#### PROBLEM REQUIREMENTS
Search the records below for the string "ProvideCredential" and copy each line where it turns up.

Stored data
++++++
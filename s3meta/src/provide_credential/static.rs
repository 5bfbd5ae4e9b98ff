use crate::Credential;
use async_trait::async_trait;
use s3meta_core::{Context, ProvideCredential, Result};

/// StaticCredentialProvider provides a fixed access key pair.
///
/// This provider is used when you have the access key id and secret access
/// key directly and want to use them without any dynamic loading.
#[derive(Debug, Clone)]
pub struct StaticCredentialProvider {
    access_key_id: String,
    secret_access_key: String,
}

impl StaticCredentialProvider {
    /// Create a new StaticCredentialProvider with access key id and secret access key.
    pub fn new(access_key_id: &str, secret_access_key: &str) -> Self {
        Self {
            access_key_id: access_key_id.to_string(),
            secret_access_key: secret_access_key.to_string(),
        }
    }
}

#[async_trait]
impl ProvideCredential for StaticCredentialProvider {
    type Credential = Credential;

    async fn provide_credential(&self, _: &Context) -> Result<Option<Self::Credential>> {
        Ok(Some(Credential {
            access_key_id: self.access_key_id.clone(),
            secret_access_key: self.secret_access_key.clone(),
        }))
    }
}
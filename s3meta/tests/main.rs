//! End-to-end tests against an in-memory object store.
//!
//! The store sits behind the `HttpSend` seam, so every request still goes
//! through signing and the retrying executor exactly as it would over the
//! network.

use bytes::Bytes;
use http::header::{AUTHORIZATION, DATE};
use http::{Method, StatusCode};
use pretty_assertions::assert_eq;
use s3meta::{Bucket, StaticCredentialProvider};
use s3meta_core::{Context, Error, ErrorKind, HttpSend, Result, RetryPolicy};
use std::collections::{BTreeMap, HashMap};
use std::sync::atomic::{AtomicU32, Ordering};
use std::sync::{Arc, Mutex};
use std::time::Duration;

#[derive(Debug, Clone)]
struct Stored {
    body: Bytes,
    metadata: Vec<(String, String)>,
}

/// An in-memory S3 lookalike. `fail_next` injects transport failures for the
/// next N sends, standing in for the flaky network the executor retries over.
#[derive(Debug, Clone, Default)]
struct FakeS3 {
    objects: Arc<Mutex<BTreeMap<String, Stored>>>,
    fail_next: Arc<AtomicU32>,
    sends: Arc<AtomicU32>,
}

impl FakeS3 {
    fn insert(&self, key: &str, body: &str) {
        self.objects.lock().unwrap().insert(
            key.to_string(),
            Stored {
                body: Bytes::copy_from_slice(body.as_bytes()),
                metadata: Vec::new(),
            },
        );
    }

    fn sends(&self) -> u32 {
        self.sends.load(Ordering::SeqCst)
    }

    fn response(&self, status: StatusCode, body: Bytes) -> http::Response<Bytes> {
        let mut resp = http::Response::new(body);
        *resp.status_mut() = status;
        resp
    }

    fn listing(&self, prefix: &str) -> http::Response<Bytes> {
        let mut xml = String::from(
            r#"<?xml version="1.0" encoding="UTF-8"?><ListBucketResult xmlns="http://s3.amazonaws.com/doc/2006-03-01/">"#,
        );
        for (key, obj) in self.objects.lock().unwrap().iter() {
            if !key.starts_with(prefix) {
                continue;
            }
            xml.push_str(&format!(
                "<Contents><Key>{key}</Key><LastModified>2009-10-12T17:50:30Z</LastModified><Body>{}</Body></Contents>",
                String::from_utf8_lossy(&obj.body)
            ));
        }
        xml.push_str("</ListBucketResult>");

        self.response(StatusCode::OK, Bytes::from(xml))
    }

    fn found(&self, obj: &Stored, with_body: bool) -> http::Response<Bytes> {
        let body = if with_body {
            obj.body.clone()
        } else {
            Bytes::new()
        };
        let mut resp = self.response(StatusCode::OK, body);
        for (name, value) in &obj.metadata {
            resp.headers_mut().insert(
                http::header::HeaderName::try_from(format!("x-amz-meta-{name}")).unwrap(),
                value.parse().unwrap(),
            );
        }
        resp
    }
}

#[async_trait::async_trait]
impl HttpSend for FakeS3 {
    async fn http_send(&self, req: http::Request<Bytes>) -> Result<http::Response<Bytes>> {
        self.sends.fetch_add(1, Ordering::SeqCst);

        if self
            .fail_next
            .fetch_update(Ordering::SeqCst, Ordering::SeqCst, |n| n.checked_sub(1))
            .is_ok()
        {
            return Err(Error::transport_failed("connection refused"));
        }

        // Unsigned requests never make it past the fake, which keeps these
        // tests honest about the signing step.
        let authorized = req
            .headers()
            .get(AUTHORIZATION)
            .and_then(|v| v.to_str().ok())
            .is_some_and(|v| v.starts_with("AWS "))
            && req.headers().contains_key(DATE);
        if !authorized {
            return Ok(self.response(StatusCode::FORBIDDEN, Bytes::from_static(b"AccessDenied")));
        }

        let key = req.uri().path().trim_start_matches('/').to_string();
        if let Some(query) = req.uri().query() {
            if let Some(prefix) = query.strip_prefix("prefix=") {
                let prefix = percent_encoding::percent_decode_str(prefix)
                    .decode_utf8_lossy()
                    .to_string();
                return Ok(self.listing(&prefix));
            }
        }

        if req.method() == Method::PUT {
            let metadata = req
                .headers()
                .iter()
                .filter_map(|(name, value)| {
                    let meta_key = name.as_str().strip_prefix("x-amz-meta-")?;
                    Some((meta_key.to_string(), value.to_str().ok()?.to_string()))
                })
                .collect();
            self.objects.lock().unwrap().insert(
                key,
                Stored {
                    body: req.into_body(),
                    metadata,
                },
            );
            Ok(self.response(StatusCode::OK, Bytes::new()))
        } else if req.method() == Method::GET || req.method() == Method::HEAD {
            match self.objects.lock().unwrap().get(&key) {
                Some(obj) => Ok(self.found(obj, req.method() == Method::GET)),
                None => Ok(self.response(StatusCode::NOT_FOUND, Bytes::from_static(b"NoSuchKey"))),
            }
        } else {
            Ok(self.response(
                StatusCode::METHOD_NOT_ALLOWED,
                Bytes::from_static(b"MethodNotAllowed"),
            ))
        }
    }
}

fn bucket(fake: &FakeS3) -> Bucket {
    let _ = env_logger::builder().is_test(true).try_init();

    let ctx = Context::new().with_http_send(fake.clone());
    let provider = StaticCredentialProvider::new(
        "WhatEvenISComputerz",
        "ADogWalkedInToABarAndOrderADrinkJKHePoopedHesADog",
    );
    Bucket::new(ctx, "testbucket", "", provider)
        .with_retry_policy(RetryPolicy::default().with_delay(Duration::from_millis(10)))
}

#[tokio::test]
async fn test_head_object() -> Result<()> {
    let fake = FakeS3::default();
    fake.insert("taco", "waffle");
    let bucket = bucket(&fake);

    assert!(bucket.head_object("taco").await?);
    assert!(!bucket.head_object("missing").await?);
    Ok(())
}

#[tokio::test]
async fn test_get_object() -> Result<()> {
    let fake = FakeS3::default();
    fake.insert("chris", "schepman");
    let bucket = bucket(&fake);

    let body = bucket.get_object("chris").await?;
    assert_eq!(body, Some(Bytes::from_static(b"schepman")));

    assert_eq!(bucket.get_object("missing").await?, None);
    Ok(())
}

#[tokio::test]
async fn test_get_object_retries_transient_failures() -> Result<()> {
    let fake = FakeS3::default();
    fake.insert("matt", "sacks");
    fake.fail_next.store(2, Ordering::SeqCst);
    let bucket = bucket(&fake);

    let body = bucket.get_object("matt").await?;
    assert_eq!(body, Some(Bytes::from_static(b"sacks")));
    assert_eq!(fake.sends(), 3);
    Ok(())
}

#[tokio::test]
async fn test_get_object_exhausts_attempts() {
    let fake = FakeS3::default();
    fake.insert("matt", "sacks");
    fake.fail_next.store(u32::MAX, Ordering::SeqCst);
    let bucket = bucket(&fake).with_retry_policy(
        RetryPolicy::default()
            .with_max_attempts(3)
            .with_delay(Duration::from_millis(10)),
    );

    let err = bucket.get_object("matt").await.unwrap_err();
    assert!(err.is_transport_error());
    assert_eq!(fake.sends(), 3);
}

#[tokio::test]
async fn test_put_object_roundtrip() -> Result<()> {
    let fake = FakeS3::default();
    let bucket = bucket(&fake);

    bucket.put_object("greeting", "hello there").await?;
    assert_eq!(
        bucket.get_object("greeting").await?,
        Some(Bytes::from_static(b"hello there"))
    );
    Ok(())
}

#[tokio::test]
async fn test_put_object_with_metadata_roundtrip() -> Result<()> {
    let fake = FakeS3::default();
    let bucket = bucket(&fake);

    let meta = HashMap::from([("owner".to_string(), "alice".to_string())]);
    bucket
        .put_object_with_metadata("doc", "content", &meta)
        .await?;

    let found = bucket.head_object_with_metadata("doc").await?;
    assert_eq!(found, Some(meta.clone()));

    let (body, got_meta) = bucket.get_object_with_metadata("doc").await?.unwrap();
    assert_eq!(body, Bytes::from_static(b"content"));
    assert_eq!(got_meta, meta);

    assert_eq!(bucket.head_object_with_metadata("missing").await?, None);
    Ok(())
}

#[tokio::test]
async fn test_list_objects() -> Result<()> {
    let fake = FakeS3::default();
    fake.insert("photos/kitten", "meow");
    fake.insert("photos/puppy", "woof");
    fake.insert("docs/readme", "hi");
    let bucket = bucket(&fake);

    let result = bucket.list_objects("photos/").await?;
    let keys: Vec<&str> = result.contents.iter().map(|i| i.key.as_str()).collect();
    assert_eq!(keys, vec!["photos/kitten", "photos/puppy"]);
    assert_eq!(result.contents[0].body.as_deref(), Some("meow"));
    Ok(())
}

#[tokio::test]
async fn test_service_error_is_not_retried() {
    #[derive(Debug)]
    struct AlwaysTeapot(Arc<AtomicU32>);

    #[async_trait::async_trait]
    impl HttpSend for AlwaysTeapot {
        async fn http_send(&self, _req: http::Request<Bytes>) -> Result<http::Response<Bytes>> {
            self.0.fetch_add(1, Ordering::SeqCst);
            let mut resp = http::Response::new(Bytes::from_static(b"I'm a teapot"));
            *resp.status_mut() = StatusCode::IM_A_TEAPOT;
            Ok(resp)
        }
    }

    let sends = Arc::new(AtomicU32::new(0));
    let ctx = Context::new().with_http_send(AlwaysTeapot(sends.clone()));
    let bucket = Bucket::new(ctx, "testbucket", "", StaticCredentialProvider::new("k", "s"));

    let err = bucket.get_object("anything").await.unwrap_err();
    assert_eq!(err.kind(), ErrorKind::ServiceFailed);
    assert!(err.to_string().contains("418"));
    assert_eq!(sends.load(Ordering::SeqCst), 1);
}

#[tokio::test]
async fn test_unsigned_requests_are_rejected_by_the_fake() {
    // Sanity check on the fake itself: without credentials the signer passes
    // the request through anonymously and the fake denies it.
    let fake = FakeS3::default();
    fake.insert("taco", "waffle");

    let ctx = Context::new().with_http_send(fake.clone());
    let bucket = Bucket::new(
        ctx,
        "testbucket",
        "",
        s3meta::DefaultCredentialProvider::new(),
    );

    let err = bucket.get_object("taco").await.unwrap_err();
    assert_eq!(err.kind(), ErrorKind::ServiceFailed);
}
++++++
#### WRITTEN SOLUTION
use s3meta_core::{Context, ProvideCredential, Result};
impl ProvideCredential for StaticCredentialProvider {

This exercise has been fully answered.